M. Sergio Rojas, Professeur d’esthétique à l’Université du Chili
Donner lieu au réel

La condition moderne de l’art l’oriente vers la mise en question des limites de la perception, de l’expérience et de l’interprétation du monde. Ceci n’implique pas simplement la thèse d’après laquelle le monde « est plus » que ce que la subjectivité peut concevoir, mais que c’est bien la subjectivité elle-même qui est plus que les conditions catégorielles qui déterminent la possibilité du monde de l’expérience (et l’on sait bien que déjà dans l’esthétique du sublime, la subjectivité commence à se définir à partir de sa « mise en abîme » aux confins de l’individualité). Il s’agit, sous le titre « Donner lieu au réel », d’exposer trois formes de catastrophes de la subjectivité au cinéma, trois esthétiques de la destruction à l’échelle humaniste de compréhension du monde.
D’abord, une certaine esthétique, qui met au travail l’excès du Réel en dépassant les limites de la subjectivité, a développé au cinéma un style « néo-sublime ». C’est bien le cas de films comme « Aguirre, la colère de Dieu » (W. Herzog, 1972) ou « Apocalypse Now » (F.F Coppola, 1979), où la subjectivité se constitue en tant que mesure du monde. Elle s’y fait non seulement le lieu de l’autre, mais l’autre comme lieu. D’où l’importance du recours à l’esthétique et à la forme narrative du voyage : le passage du même à l’autre, dans l’attente de se retrouver avec le Réel lui-même.
D’autre part, et d’une façon bien éloignée de cette scénographie de la catastrophe, nous trouvons l’exercice de la facticité, dans lequel la subjectivité se trouve invalidée et, dans un certain sens, ravagée par la non-transcendance de l’existence. Il ne s’agit plus alors du « non-sens » de l’autre, mais du non-sens du même. On est désormais face à une esthétique de la non-transcendance. Des films comme « Caluga o menta » (G. Justiniano, 1990), « Rabia » (O. Cárdenas, 2006) ou « Man push cart » (R. Bahrani, 2005), montrent comment la subjectivité aliénée des personnages a perdu toute espérance, du fait précisément de ne pas pouvoir « se retrouver » dans un monde sans espoir, où même la figure de la folie a été éradiquée dans une quotidienneté sans horizon. Ce genre de films incorpore des éléments de l’esthétique du cinéma documentaire. On peut aussi mentionner le film d’Herzog, « Fata
morgana » (1971). Une troisième catégorie de films renvoie à ce qu’on définira comme la médiation
sans issue. Il s’agit de films qui s’interrogent sur la possibilité de trouver le Réel dans l’image et le récit. Par exemple, « Funny Games » (Michel Haneke, 1997, 2008), et « Y las vacas vuelan » (F. Lavanderos, 2006) ou le documentaire « Grizzly man » (Herzog, 2006). Les moyens de représentation et de signification y surgissent, en permettant que la réception du film elle-même soit consciente dans la construction de la fiction.
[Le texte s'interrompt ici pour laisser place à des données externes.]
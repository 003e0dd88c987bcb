pub mod client;
pub mod cron;
pub mod gc;
pub mod lister;
pub mod pause;
pub mod reconciler;
pub mod sweep;

pub use self::client::ScheduleClient;
pub use self::cron::{CatchUp, Evaluation, TriggerSchedule};
pub use self::gc::{Expiry, GcReport, HistoryGC};
pub use self::lister::ActiveLister;
pub use self::pause::PauseGate;
pub use self::reconciler::{ReconcileOutcome, ScheduleReconciler};
pub use self::sweep::OrphanSweeper;
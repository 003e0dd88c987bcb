mod core;
mod queue;
mod store;

pub use self::core::{CascadeMode, FaultKind, MemoryPersistence, StoreOp};
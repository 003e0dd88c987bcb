pub mod memory;
pub mod model;
pub mod traits;

pub use memory::{CascadeMode, FaultKind, MemoryPersistence, StoreOp};
pub use model::{ListFilter, StoreEvent, WatchEventType};
pub use traits::{ObjectStore, WorkQueue};
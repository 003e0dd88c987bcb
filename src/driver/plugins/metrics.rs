use std::sync::Arc;
use std::time::Duration;

use async_trait::async_trait;

use crate::{
    common::{SchedulerError, model::ObjectKey},
    driver::{DriverPlugin, SchedulerMetrics},
};

/// 指标插件 (Builder 自动注入)
pub struct MetricsPlugin {
    metrics: Arc<SchedulerMetrics>,
}

impl MetricsPlugin {
    pub fn new(metrics: Arc<SchedulerMetrics>) -> Self {
        Self { metrics }
    }
}

#[async_trait]
impl DriverPlugin for MetricsPlugin {
    // 进行中 +1
    async fn before_reconcile(&self, _key: &ObjectKey) -> bool {
        self.metrics.inc_in_flight();
        true
    }

    // 进行中 -1，total+1，失败再 errors+1
    async fn after_reconcile(
        &self,
        _key: &ObjectKey,
        error: Option<&SchedulerError>,
        _elapsed: Duration,
    ) {
        self.metrics.dec_in_flight();
        self.metrics.inc_reconcile();
        if error.is_some() {
            self.metrics.inc_reconcile_error();
        }
    }
}
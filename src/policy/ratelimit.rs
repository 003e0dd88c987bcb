use dashmap::DashMap;
use std::time::Duration;

use crate::common::calculate_backoff;
use crate::common::model::ObjectKey;

/// 按 Key 的失败退避 (Per-Item Rate Limiter)
///
/// - 每个 Key 单独计数，连续失败越多，重排延迟越长 (带抖动)。
/// - Reconcile 成功后调用 `forget` 清零。
#[derive(Debug, Default)]
pub struct ItemBackoff {
    failures: DashMap<ObjectKey, u32>,
}

impl ItemBackoff {
    pub fn new() -> Self {
        Self::default()
    }

    /// 记录一次失败并返回本次应当等待的时长
    ///
    /// - `base` / `max`: 退避的下界与上界
    pub fn next_delay(&self, key: &ObjectKey, base: Duration, max: Duration) -> Duration {
        let attempt = {
            let mut entry = self.failures.entry(key.clone()).or_insert(0);
            *entry = entry.saturating_add(1);
            *entry
        };
        calculate_backoff(attempt, base.as_secs_f64(), max.as_secs_f64())
    }

    /// 清除某个 Key 的失败记录
    pub fn forget(&self, key: &ObjectKey) {
        self.failures.remove(key);
    }

    /// 当前连续失败次数
    pub fn retries(&self, key: &ObjectKey) -> u32 {
        self.failures.get(key).map(|v| *v).unwrap_or(0)
    }
}

#[cfg(test)]
mod tests {
    use super::*;

    #[test]
    fn failures_accumulate_per_key() {
        let backoff = ItemBackoff::new();
        let a = ObjectKey::new("default", "a");
        let b = ObjectKey::new("default", "b");
        let base = Duration::from_millis(5);
        let max = Duration::from_secs(1);

        assert_eq!(backoff.next_delay(&a, base, max), base);
        let second = backoff.next_delay(&a, base, max);
        assert!(second >= base && second <= Duration::from_millis(10));
        assert_eq!(backoff.retries(&a), 2);
        assert_eq!(backoff.retries(&b), 0);

        backoff.forget(&a);
        assert_eq!(backoff.retries(&a), 0);
        assert_eq!(backoff.next_delay(&a, base, max), base);
    }
}
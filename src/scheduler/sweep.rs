use std::collections::HashMap;

use tracing::{debug, info, warn};

use crate::{
    common::{
        ObjectKey, Result,
        model::{LABEL_MANAGED_BY, MANAGER_NAME},
    },
    driver::{DriverContext, Event, EventReason},
    persistence::ListFilter,
};

/// 孤儿清扫器
///
/// 存储没有原生级联删除时，由 Driver 周期调用。
/// 属主 Schedule 不存在，或同名 Schedule 已被重建 (UID 不同) 的实例都算孤儿。
#[derive(Clone)]
pub struct OrphanSweeper {
    ctx: DriverContext,
}

impl OrphanSweeper {
    pub fn new(ctx: DriverContext) -> Self {
        Self { ctx }
    }

    /// 执行一轮清扫，返回删除的实例数
    pub async fn sweep(&self) -> Result<usize> {
        let ctx = &self.ctx;

        // 先列实例再列 Schedule: 之后新建的 Schedule 的实例不会出现在本轮列表里
        let filter = ListFilter::default().with_label(LABEL_MANAGED_BY, MANAGER_NAME);
        let experiments = ctx.store.list_experiments(&filter).await?;
        let live: HashMap<ObjectKey, String> = ctx
            .store
            .list_schedules(None)
            .await?
            .into_iter()
            .map(|s| (s.key(), s.meta.uid))
            .collect();

        let mut removed = 0;
        for exp in experiments {
            let owner = ObjectKey::new(exp.meta.namespace.clone(), exp.owner.name.clone());
            if live.get(&owner) == Some(&exp.owner.uid) {
                continue;
            }

            let key = exp.key();
            match ctx
                .store
                .delete_experiment(&key, Some(exp.meta.resource_version))
                .await
            {
                Ok(true) => {
                    info!("[Sweeper] Deleted orphan {} (owner {} is gone)", key, owner);
                    removed += 1;
                    ctx.metrics.inc_orphan_deleted();
                    ctx.recorder.record(
                        &owner,
                        Event::normal(
                            EventReason::OrphanDeleted,
                            format!("Deleted orphaned experiment {}", key.name),
                        ),
                    );
                }
                Ok(false) => {}
                Err(e) if e.is_conflict() || e.is_not_found() => {
                    debug!("[Sweeper] {} changed during sweep, next round: {}", key, e);
                }
                Err(e) => warn!("[Sweeper] Failed to delete orphan {}: {}", key, e),
            }
        }

        if removed > 0 {
            debug!("[Sweeper] Sweep removed {} orphan(s)", removed);
        }
        Ok(removed)
    }
}
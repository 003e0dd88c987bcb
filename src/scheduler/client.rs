use std::sync::Arc;

use anyhow::{Context, bail};
use tracing::debug;

use crate::{
    common::{ObjectKey, Schedule, ScheduleSpec},
    persistence::ObjectStore,
    scheduler::cron::TriggerSchedule,
};

/// 乐观锁冲突时的最大重试次数
const MAX_UPDATE_ATTEMPTS: usize = 5;

/// Schedule 客户端
///
/// 外部参与者 (运维、CLI、测试) 使用的便捷 API: 校验后创建、带冲突重试地修改 Spec、删除。
/// 暂停 / 恢复只是对 `spec.suspend` 的一次修改。
pub struct ScheduleClient {
    store: Arc<dyn ObjectStore>,
}

impl ScheduleClient {
    pub fn new(store: Arc<dyn ObjectStore>) -> Self {
        Self { store }
    }

    /// 校验并创建 Schedule
    pub async fn create(&self, schedule: Schedule) -> anyhow::Result<Schedule> {
        // === 1. 数据完整性验证 ===
        if schedule.meta.name.trim().is_empty() {
            bail!("Schedule name cannot be empty");
        }
        let key = schedule.key();
        Self::validate_spec(&key, &schedule.spec)?;

        let created = self
            .store
            .create_schedule(schedule)
            .await
            .with_context(|| format!("failed to create schedule {}", key))?;
        debug!("[Client] Created schedule {}", key);
        Ok(created)
    }

    pub async fn get(&self, key: &ObjectKey) -> anyhow::Result<Option<Schedule>> {
        Ok(self.store.get_schedule(key).await?)
    }

    /// 修改 Spec (读 - 改 - 写，冲突时重新读取再试)
    ///
    /// `mutate` 可能被调用多次，每次拿到的都是最新的 Spec。
    pub async fn update_spec<F>(&self, key: &ObjectKey, mut mutate: F) -> anyhow::Result<Schedule>
    where
        F: FnMut(&mut ScheduleSpec),
    {
        for attempt in 1..=MAX_UPDATE_ATTEMPTS {
            let Some(mut current) = self.store.get_schedule(key).await? else {
                bail!("schedule {} not found", key);
            };
            let before = current.spec.clone();
            mutate(&mut current.spec);
            if current.spec == before {
                return Ok(current);
            }
            Self::validate_spec(key, &current.spec)?;

            match self.store.update_schedule(current).await {
                Ok(updated) => return Ok(updated),
                Err(e) if e.is_conflict() => {
                    debug!(
                        "[Client] Conflict updating {} (attempt {}), retrying",
                        key, attempt
                    );
                }
                Err(e) => {
                    return Err(e).with_context(|| format!("failed to update schedule {}", key));
                }
            }
        }
        bail!(
            "schedule {} kept changing, gave up after {} attempts",
            key,
            MAX_UPDATE_ATTEMPTS
        )
    }

    /// 暂停
    pub async fn pause(&self, key: &ObjectKey) -> anyhow::Result<Schedule> {
        self.update_spec(key, |spec| spec.suspend = true).await
    }

    /// 恢复
    pub async fn resume(&self, key: &ObjectKey) -> anyhow::Result<Schedule> {
        self.update_spec(key, |spec| spec.suspend = false).await
    }

    /// 删除 Schedule，返回是否真的删除了对象
    pub async fn delete(&self, key: &ObjectKey) -> anyhow::Result<bool> {
        self.store
            .delete_schedule(key)
            .await
            .with_context(|| format!("failed to delete schedule {}", key))
    }

    fn validate_spec(key: &ObjectKey, spec: &ScheduleSpec) -> anyhow::Result<()> {
        TriggerSchedule::parse(&spec.schedule, spec.time_zone.as_deref())
            .with_context(|| format!("invalid trigger for schedule {}", key))?;
        spec.template
            .validate()
            .with_context(|| format!("invalid template for schedule {}", key))?;
        Ok(())
    }
}

#[cfg(test)]
mod tests {
    use super::*;
    use crate::common::{ExperimentTemplate, SchedulerConfig};
    use crate::persistence::MemoryPersistence;

    fn client() -> ScheduleClient {
        ScheduleClient::new(Arc::new(MemoryPersistence::new(&SchedulerConfig::default())))
    }

    fn spec(expr: &str) -> ScheduleSpec {
        ScheduleSpec::new(expr, ExperimentTemplate::pod_kill(&[("app", "api")]))
    }

    #[tokio::test]
    async fn rejects_invalid_expression_before_storing() {
        let client = client();
        let err = client
            .create(Schedule::new("chaos", "api", spec("every tuesday")))
            .await
            .unwrap_err();
        assert!(err.to_string().contains("invalid trigger"));
        assert!(
            client
                .get(&ObjectKey::new("chaos", "api"))
                .await
                .unwrap()
                .is_none()
        );
    }

    #[tokio::test]
    async fn pause_and_resume_bump_version() {
        let client = client();
        let created = client
            .create(Schedule::new("chaos", "api", spec("*/5 * * * *")))
            .await
            .unwrap();
        let key = created.key();

        let paused = client.pause(&key).await.unwrap();
        assert!(paused.spec.suspend);
        assert!(paused.meta.resource_version > created.meta.resource_version);

        // 重复暂停不产生写入
        let again = client.pause(&key).await.unwrap();
        assert_eq!(again.meta.resource_version, paused.meta.resource_version);

        let resumed = client.resume(&key).await.unwrap();
        assert!(!resumed.spec.suspend);
    }

    #[tokio::test]
    async fn update_missing_schedule_fails() {
        let client = client();
        let err = client
            .pause(&ObjectKey::new("chaos", "ghost"))
            .await
            .unwrap_err();
        assert!(err.to_string().contains("not found"));
    }
}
M. Patricio Landaeta, doctorant en philosophie à l’Université Paris 8.
Chris Marker : Variations autour de la cité et la représentation

Dans les films de Marker nous sommes face à une image très particulière du mythe de Babel : « l’image de la fermeture ou l’interdiction de l’espace, la disparition définitive de la Ville et la destruction finale de toute vie à la surface de la terre », (La Jetée). Mais aussi face à une image de la fragmentation définitive de l’espace, ou encore face à la difficile (presque impossible) possibilité de la mémoire (Sans Soleil). On dirait que Marker formule avec une grande précision l’intime et sans doute génuine correspondance entre le cinéma et le politique.
On peut penser d’abord au rapport entre La jetée et la métaphysique de Platon. Pour Platon l’espace est le lieu des êtres, mais aussi du trouble entre eux. Le lieu où ils ont été condamnés à vivre ensemble, à subir l’existence et à s’opposer les uns aux autres jusqu’à la fin de leurs parcours respectifs. Dans un sens très précis, le temps serait le juge de l’existence troublée, le maître qui s’impose et qui restaure l’ordre par le biais de la mort de chaque être. Au cœur du récit de Platon, l’ordre cosmique règle la vie des êtres d’après une hiérarchie qui commence avec la réalité suprême de l’idée, et qui se poursuit et arrive jusqu’aux choses les plus banales, en arrivant ainsi à l’harmonie du plus et du moins. Mais la possibilité du trouble et du conflit demeure et se configure dans l’espace, comme bruit qui frappe l’harmonie, comme hétérogénéité incapable d’obéir et de respecter la hiérarchie. Or, si dans La jetée tout espace a été fermé, il semblerait que ce n’est qu’au risque de voir renaître l’hétérogénéité sauvage. C’est de cette manière que nous pouvons comprendre la phrase suivante : « la seule fidélité au temps témoignerait la possibilité de faire recommencer l’espèce humaine ».
Pourtant, le temps ne se réduit pas à la manifestation de la hiérarchie des êtres. Il est aussi transgressé par des images et des désirs qui troublent l’ordre et l’harmonie. On peut penser dès lors l’inversion de la relation précédente : on peut dire que les habitudes des différents êtres humains multiplient et fragmentent le temps. Tandis que l’espace a été maitrisé grâce à l’ordre et à la hiérarchie d’une colonisation imaginaire qui rend possible la « ville-monde ». En s’opposant à l’espace homogène de la « ville-monde », les temporalités des êtres humains soulignent les pratiques quotidiennes capables de montrer, même au sein du banal, la possibilité de « mondes multiples ». Soit Sans soleil, où la fragmentation apparaît comme un moyen de casser la redondance d’images standardisées qui définissent le regard habituel. On dirait que dans Sans soleil, l’héterogénéité est corrélative aux images faites pour être vécues, c’est-à-dire aux images qui n’ont plus la forme redondante d’un cliché journalistique.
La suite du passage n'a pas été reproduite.